━━━━━ Material shown ━━━━━

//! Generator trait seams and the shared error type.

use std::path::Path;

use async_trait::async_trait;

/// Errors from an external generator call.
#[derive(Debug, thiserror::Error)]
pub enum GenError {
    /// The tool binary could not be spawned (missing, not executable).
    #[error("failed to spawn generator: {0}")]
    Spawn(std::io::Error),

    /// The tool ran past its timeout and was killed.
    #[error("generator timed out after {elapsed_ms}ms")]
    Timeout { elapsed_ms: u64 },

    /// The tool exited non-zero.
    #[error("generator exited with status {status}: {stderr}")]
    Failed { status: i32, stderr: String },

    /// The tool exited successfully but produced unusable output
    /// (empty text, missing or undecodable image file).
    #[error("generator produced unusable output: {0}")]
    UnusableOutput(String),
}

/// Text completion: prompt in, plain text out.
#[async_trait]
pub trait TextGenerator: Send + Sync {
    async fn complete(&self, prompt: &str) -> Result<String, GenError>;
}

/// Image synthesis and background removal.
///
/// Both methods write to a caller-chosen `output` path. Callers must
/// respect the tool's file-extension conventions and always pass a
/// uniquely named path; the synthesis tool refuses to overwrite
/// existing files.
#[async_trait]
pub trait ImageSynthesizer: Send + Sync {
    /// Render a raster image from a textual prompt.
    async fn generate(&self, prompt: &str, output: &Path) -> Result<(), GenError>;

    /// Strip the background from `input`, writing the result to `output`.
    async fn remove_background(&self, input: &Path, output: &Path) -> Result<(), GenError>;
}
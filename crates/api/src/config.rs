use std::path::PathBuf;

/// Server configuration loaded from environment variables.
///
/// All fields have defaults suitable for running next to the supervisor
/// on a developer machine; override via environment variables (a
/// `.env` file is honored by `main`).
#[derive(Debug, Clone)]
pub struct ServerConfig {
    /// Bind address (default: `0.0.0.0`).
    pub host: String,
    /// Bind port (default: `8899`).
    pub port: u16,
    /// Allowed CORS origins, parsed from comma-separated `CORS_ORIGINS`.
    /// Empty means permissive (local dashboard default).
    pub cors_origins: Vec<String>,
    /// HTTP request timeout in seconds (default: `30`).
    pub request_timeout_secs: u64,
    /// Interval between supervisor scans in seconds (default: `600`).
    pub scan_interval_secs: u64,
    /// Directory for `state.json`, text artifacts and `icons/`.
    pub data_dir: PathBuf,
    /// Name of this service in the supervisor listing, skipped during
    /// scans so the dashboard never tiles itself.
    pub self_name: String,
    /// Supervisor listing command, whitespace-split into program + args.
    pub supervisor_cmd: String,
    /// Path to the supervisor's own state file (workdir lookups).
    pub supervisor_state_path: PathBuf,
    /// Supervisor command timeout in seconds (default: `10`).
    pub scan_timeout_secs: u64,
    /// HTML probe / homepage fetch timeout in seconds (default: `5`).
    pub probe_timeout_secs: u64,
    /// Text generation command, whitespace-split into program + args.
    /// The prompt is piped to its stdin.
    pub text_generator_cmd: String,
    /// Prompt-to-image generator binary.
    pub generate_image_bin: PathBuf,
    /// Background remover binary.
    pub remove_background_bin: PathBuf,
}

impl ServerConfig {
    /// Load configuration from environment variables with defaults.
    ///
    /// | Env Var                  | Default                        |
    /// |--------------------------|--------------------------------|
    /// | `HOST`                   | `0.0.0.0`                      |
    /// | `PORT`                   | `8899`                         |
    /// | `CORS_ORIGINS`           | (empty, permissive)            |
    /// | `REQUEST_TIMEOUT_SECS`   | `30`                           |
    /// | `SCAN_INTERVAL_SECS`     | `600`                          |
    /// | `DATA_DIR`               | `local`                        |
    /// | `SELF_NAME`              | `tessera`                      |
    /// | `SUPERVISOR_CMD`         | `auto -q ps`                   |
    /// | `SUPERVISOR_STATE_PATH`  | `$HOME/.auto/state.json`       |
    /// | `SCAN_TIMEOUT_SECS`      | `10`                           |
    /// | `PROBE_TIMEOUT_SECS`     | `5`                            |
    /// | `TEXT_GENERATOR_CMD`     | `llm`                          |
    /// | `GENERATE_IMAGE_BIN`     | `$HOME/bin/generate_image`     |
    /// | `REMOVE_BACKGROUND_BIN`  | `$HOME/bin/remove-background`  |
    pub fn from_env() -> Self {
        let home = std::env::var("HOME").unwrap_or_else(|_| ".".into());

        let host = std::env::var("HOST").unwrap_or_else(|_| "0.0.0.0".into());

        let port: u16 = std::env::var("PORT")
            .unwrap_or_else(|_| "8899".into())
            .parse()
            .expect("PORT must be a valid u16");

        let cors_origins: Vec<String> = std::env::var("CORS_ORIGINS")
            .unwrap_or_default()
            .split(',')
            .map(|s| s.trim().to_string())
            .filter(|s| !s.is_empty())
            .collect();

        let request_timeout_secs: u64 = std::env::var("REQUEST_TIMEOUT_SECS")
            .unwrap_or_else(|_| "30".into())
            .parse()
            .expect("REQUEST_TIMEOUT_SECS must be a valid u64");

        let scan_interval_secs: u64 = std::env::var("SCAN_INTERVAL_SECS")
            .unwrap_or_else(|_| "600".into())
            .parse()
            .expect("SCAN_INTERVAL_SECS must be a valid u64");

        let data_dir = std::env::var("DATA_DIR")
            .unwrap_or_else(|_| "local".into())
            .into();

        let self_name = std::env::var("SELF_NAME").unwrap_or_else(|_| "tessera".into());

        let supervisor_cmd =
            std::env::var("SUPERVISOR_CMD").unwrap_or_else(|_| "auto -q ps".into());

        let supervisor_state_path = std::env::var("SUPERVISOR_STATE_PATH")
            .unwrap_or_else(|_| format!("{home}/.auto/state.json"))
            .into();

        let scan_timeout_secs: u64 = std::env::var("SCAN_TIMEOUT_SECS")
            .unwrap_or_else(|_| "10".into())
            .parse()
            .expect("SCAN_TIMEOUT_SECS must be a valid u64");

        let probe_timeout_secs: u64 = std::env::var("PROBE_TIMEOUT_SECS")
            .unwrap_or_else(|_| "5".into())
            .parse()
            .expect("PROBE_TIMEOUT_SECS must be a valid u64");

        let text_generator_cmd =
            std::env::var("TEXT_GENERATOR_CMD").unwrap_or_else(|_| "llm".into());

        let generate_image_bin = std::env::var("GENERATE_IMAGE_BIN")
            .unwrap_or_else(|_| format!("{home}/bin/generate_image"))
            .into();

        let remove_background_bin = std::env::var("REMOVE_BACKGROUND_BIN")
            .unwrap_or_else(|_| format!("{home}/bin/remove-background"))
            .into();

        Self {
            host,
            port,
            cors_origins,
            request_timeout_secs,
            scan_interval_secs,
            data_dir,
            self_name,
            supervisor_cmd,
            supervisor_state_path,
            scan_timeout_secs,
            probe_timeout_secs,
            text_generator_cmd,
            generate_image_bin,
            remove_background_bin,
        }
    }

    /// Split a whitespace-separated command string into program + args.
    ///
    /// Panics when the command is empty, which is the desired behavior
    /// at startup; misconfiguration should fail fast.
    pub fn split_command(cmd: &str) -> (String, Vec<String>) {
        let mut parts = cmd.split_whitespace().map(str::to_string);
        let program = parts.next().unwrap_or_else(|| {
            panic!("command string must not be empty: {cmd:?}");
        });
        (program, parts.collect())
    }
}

━━━━━

### To do:
Output the lines above exactly, but only those between the line holding "use async_trait::async_trait;" and the line holding "always pass a", inclusive.

### Worked solution:
use async_trait::async_trait;

/// Errors from an external generator call.
#[derive(Debug, thiserror::Error)]
pub enum GenError {
    /// The tool binary could not be spawned (missing, not executable).
    #[error("failed to spawn generator: {0}")]
    Spawn(std::io::Error),

    /// The tool ran past its timeout and was killed.
    #[error("generator timed out after {elapsed_ms}ms")]
    Timeout { elapsed_ms: u64 },

    /// The tool exited non-zero.
    #[error("generator exited with status {status}: {stderr}")]
    Failed { status: i32, stderr: String },

    /// The tool exited successfully but produced unusable output
    /// (empty text, missing or undecodable image file).
    #[error("generator produced unusable output: {0}")]
    UnusableOutput(String),
}

/// Text completion: prompt in, plain text out.
#[async_trait]
pub trait TextGenerator: Send + Sync {
    async fn complete(&self, prompt: &str) -> Result<String, GenError>;
}

/// Image synthesis and background removal.
///
/// Both methods write to a caller-chosen `output` path. Callers must
/// respect the tool's file-extension conventions and always pass a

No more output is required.